Cela vaudrait vraiment le coup d'explorer en détail de dossier législatif à l'Assemblée Nationale et au Sénat, pour voir ce qui s'est dit en débat au sujet de l'article 26 de la loi ayant créé le 774 bis CGI.

Posté le Le 24/05/2025 à 17:08
En cherchant le dossier législatif, je suis tombé sur le BOFIP suivant :
http://bofip.impots.gouv.fr/bofip/3340-PGP.html/identifiant%3DBOI-ENR-DMTG-10-40-20-20-20240926

Le commentaire n°270 me semble plus que clair...
"Les dispositions du second alinéa du I de l’article 774 bis du CGI ne remettent pas en cause la déductibilité de la dette de restitution portant sur une somme d’argent dont le défunt s’était réservé l’usufruit en exerçant le choix qu’il tenait de la loi en qualité de conjoint survivant, en application de l’article 757 du C. civ. ou d’une disposition entre époux prévue par l’article 1094-1 du C. civ., mais aussi en exerçant un avantage matrimonial ou un préciput (C. civ., art. 1515) convenu dans le contrat de mariage."

Est-ce qu'il serait inconvenant de ma part de demander à mon notaire de lire ce BOFIP ?
Ne vais-je pas me faire "remettre à ma place" par un commentaire du style "mais Monsieur, vous n'allez pas m'apprendre mon métier simplement parce que vous avez parcouru deux sites web..." ??
Je ne comprends pas pourquoi ce sujet, pourtant simple et courant (comme je le soulignais dans mon 1er post), ne fait pas consensus dans tous les offices notariaux...et oblige les gens comme moi à devoir argumenter face à leur notaire.

Encore une fois, peut-être que quelque chose m'échappe (et qu'en lisant le BOFIP, je prends mes désirs pour des réalités) ??

Posté le Le 24/05/2025 à 18:01
La question n'est pas celle de la déductibilité, mais à mon avis celle des conditions et des preuves pour que cette déductibilité soit possible. Avant et après ce nouvel article.

La déclaration de succession mentionnant dans l'actif des sommes d'argent, et mentionnant l'usufruit légal (757) ou issu d'une libéralité (1094-1) ne prouve en rien que les parties ont choisi que l'usufruit sera exercé sous la forme du quasi-usufruit.
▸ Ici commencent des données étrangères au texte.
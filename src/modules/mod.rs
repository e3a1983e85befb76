//! Modules that drive a basket token's ledger
//!
//! Each module is a small stateless handle (its own address plus the protocol
//! fee terms that apply to it). Per-token module state lives on the
//! [`MatrixToken`] itself, so a module can serve any number of basket tokens.

pub mod issuance;
pub mod nav_issuance;
pub mod streaming_fee;

pub use issuance::{ComponentIssuanceUnits, IssuanceModule, IssuanceReceipt, IssuanceSettings};
pub use nav_issuance::{
    NavIssuanceModule, NavIssuanceSettings, NavIssueReceipt, NavRedeemReceipt,
};
pub use streaming_fee::{
    calculate_accrued_fee, calculate_inflation_amount, calculate_new_multiplier, FeeAccrual,
    FeeState, StreamingFeeModule, SECONDS_PER_YEAR,
};

use alloy_primitives::{Address, U256};
use serde::{Deserialize, Serialize};

use crate::error::{MatrixError, MatrixResult};
use crate::ledger::{MatrixToken, ModuleState};
use crate::math::PRECISE_UNIT;

/// Protocol-level fee terms every module reads from
///
/// All percentages are 18-decimal precise values (1e16 = 1%).
#[derive(Debug, Clone, PartialEq, Eq, Serialize, Deserialize)]
pub struct ProtocolFeeSchedule {
    pub fee_recipient: Address,
    /// Share of every streaming fee mint that goes to the protocol
    pub streaming_fee_split: U256,
    /// Share of direct issuance manager fees that goes to the protocol
    pub issuance_fee_split: U256,
    pub nav_issue_direct_fee: U256,
    pub nav_redeem_direct_fee: U256,
    /// Share of the NAV manager fee taken by the protocol
    pub nav_issue_manager_revenue_share: U256,
    pub nav_redeem_manager_revenue_share: U256,
}

impl Default for ProtocolFeeSchedule {
    fn default() -> Self {
        Self {
            fee_recipient: Address::ZERO,
            streaming_fee_split: U256::ZERO,
            issuance_fee_split: U256::ZERO,
            nav_issue_direct_fee: U256::ZERO,
            nav_redeem_direct_fee: U256::ZERO,
            nav_issue_manager_revenue_share: U256::ZERO,
            nav_redeem_manager_revenue_share: U256::ZERO,
        }
    }
}

impl ProtocolFeeSchedule {
    pub fn validate(&self) -> MatrixResult<()> {
        let percentages = [
            ("streaming_fee_split", self.streaming_fee_split),
            ("issuance_fee_split", self.issuance_fee_split),
            ("nav_issue_direct_fee", self.nav_issue_direct_fee),
            ("nav_redeem_direct_fee", self.nav_redeem_direct_fee),
            ("nav_issue_manager_revenue_share", self.nav_issue_manager_revenue_share),
            ("nav_redeem_manager_revenue_share", self.nav_redeem_manager_revenue_share),
        ];

        for (name, value) in percentages {
            ensure_below_one(name, value)?;
        }

        let takes_fees = percentages.iter().any(|(_, value)| !value.is_zero());
        if takes_fees && self.fee_recipient == Address::ZERO {
            return Err(MatrixError::invalid("protocol fees require a fee recipient"));
        }

        Ok(())
    }
}

/// Percentages must stay strictly below 100%
pub(crate) fn ensure_below_one(name: &str, value: U256) -> MatrixResult<()> {
    if value >= PRECISE_UNIT {
        return Err(MatrixError::invalid(format!("{} must be less than 100%", name)));
    }
    Ok(())
}

pub(crate) fn ensure_pending(token: &MatrixToken, module: Address) -> MatrixResult<()> {
    if token.module_state(&module) != Some(ModuleState::Pending) {
        return Err(MatrixError::invalid(format!(
            "module {} is not pending on {}",
            module,
            token.symbol()
        )));
    }
    Ok(())
}

#[cfg(test)]
mod tests {
    use super::*;
    use crate::error::ErrorKind;

    #[test]
    fn test_fee_schedule_validation() {
        assert!(ProtocolFeeSchedule::default().validate().is_ok());

        let missing_recipient = ProtocolFeeSchedule {
            streaming_fee_split: U256::from(1),
            ..Default::default()
        };
        assert_eq!(
            missing_recipient.validate().unwrap_err().kind(),
            ErrorKind::InvalidParameter
        );

        let full = ProtocolFeeSchedule {
            fee_recipient: Address::with_last_byte(1),
            nav_issue_direct_fee: PRECISE_UNIT,
            ..Default::default()
        };
        assert!(full.validate().is_err());
    }
}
Si la somme d'argent a été partagée, chacun en recevant une partie, ou si l'argent a été placé (1094-3) sur un produit financier démembré, vous ne pouvez bien entendu pas déduire une dette de quasi-usufruit qui n'existe pas. Produire la déclaration de succession montrant l'usufruit n'est donc pas suffisant (le partage ou l'emploi sont postérieurs à la déclaration de succession).

Si une question est à poser, ce serait plutôt à l'administration fiscale.

Posté le Le 25/05/2025 à 15:26
Bonjour ChrisHDS et bienvenue

Vous avez effectivement trouvé la bonne réponse.

Il ne faut pas assimiler le Quasi-usufruit d'origine successorale légale et le Q-U issu d'une donation entre vif avec réserve d'usufruit.

L'article 774 bis du CGI vise principalement les quasi-usufruits conventionnels constitués dans un but d'optimisation fiscale, mais ne vise pas les quasi-usufruits d'origine successorale légale (quand le conjoint survivant opte pour l'usufruit de la totalité des biens de la succession en présence d'enfants communs, en application de l'article 757 du Code civil ou qu'il exerce en vertu d'une donation entre époux).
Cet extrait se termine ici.